No julgamento do recurso apresentado ao colegiado da CVM, a existência de conflito de interesse foi afastada com fundamento nas seguintes racionais:

a) O princípio majoritário assegura ao titular da maioria das cotas o poder de controle sobre os fundos de investimento; nesse sentido, o voto do relator consignou que "eventuais impedimentos, restrições e limitações ao exercício do direito de voto possuem natureza excepcional, devendo ser interpretados restritivamente e com extrema parcimônia";

b) Inexistência de impedimento prévio ao exercício do direito de voto pelo artigo 24, §1º, inciso VI, da ICVM nº 472/2008; os instrumentos jurídicos e regulatórios cabíveis devem ser verificados caso se constate, a posteriori, que o voto foi proferido pelo cotista em conflito de interesse com o fundo;

c) Em relação ao auto de infração, o regulamento do fundo possui capítulo específico sobre o tratamento tributário daquele investimento, alertando aos cotistas sobre o risco de que a RFB adotasse a referida postura frente ao Fundo, o que de fato se materializou.

Estabelecendo paralelo com os fundos de investimento ligados às SAF, é possível que, em algum momento, um dos cotistas (ou a própria administradora) levante a existência de interesses conflitantes entre outros cotistas e o fundo.

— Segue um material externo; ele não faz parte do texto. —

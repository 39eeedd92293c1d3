use axum::{
    Router,
    body::{Body, to_bytes},
    http::{Request, Response},
};
use sendai_chat_proxy::{
    chat::ChatProxy,
    config::LlmConfig,
    llm::LlmClient,
    server::{self, cors::CorsPolicy, handlers::AppState},
};
use serde_json::{Value, json};
use std::sync::Arc;
use wiremock::MockServer;

pub const TEST_API_KEY: &str = "sk-test-key";

pub const ALLOWED_ORIGINS: [&str; 3] = [
    "http://localhost:9003",
    "https://sendaigo.jp",
    "http://sendaigo.jp",
];

/// LLM config pointing at `base_url` with the test key set
pub fn create_test_llm_config(base_url: &str) -> LlmConfig {
    LlmConfig {
        base_url: base_url.to_string(),
        api_key: Some(TEST_API_KEY.to_string()),
        model: "gpt-4o-mini".to_string(),
        timeout_secs: 30,
    }
}

/// LLM config for a mock upstream started with wiremock
pub fn create_mock_upstream_config(upstream: &MockServer) -> LlmConfig {
    create_test_llm_config(&format!("{}/v1", upstream.uri()))
}

/// Full router wired to a real `OpenAiClient`
pub fn create_test_app(llm_config: &LlmConfig) -> Router {
    let proxy = ChatProxy::new(llm_config).expect("Failed to build chat proxy");
    app_with_proxy(proxy)
}

/// Full router wired to any `LlmClient`
pub fn create_test_app_with_client(client: Arc<dyn LlmClient>, llm_config: &LlmConfig) -> Router {
    app_with_proxy(ChatProxy::with_client(client, llm_config))
}

fn app_with_proxy(proxy: ChatProxy) -> Router {
    server::router(AppState {
        proxy: Arc::new(proxy),
        cors: Arc::new(CorsPolicy::new(ALLOWED_ORIGINS)),
    })
}

/// Sample upstream success body
pub fn completion_body(content: &str) -> Value {
    json!({
        "id": "chatcmpl-test",
        "object": "chat.completion",
        "created": 1_739_000_000,
        "model": "gpt-4o-mini",
        "choices": [{
            "index": 0,
            "message": {"role": "assistant", "content": content},
            "finish_reason": "stop"
        }],
        "usage": {"prompt_tokens": 120, "completion_tokens": 8, "total_tokens": 128}
    })
}

pub fn chat_request(body: impl Into<Body>) -> Request<Body> {
    Request::builder()
        .method("POST")
        .uri("/api/chat")
        .header("content-type", "application/json")
        .body(body.into())
        .unwrap()
}

pub async fn body_bytes(response: Response<Body>) -> Vec<u8> {
    to_bytes(response.into_body(), usize::MAX)
        .await
        .unwrap()
        .to_vec()
}

pub async fn body_json(response: Response<Body>) -> Value {
    serde_json::from_slice(&body_bytes(response).await).unwrap()
}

Porém, a existência desse quadro deverá ser apurada com base em motivos razoáveis e, eventualmente, em momento posterior à deliberação da assembleia geral sobre a qual se apontou a existência do conflito.

Todas essas razões demonstram os cuidados e as complexidades a serem enfrentadas pelas sociedades anônimas do futebol na adoção de um novo modelo de gestão, no intuito de abandonar a forma associativa e migrar para a modalidade empresária.

Ademais, caso o processo de mudança esteja acompanhado da adoção ou criação de fundos de investimento e emissão de valores mobiliários para financiamento (como as debêntures-fut), os planejamentos tributário, societário e regulatório devem merecer especial cuidado, tendo em vista as implicações práticas para esse tipo de mercado.

Não temos dúvidas de que esses aspectos serão determinantes para o sucesso ou a ruína dos clubes de futebol no mercado de capitais.


[1] CVM. Mercado de valores mobiliários brasileiro. 4. ed. Rio de Janeiro: Comissão de Valores Mobiliários, 2019, pp. 73 e 74.

[2] CVM. Idem, p. 96.

[3] Pela ICVM nº 539/2013, as pessoas naturais ou jurídicas que possuam investimentos financeiros superiores a R$1.000.000,00 e atestem essa condição por escrito podem ser consideradas investidores qualificados.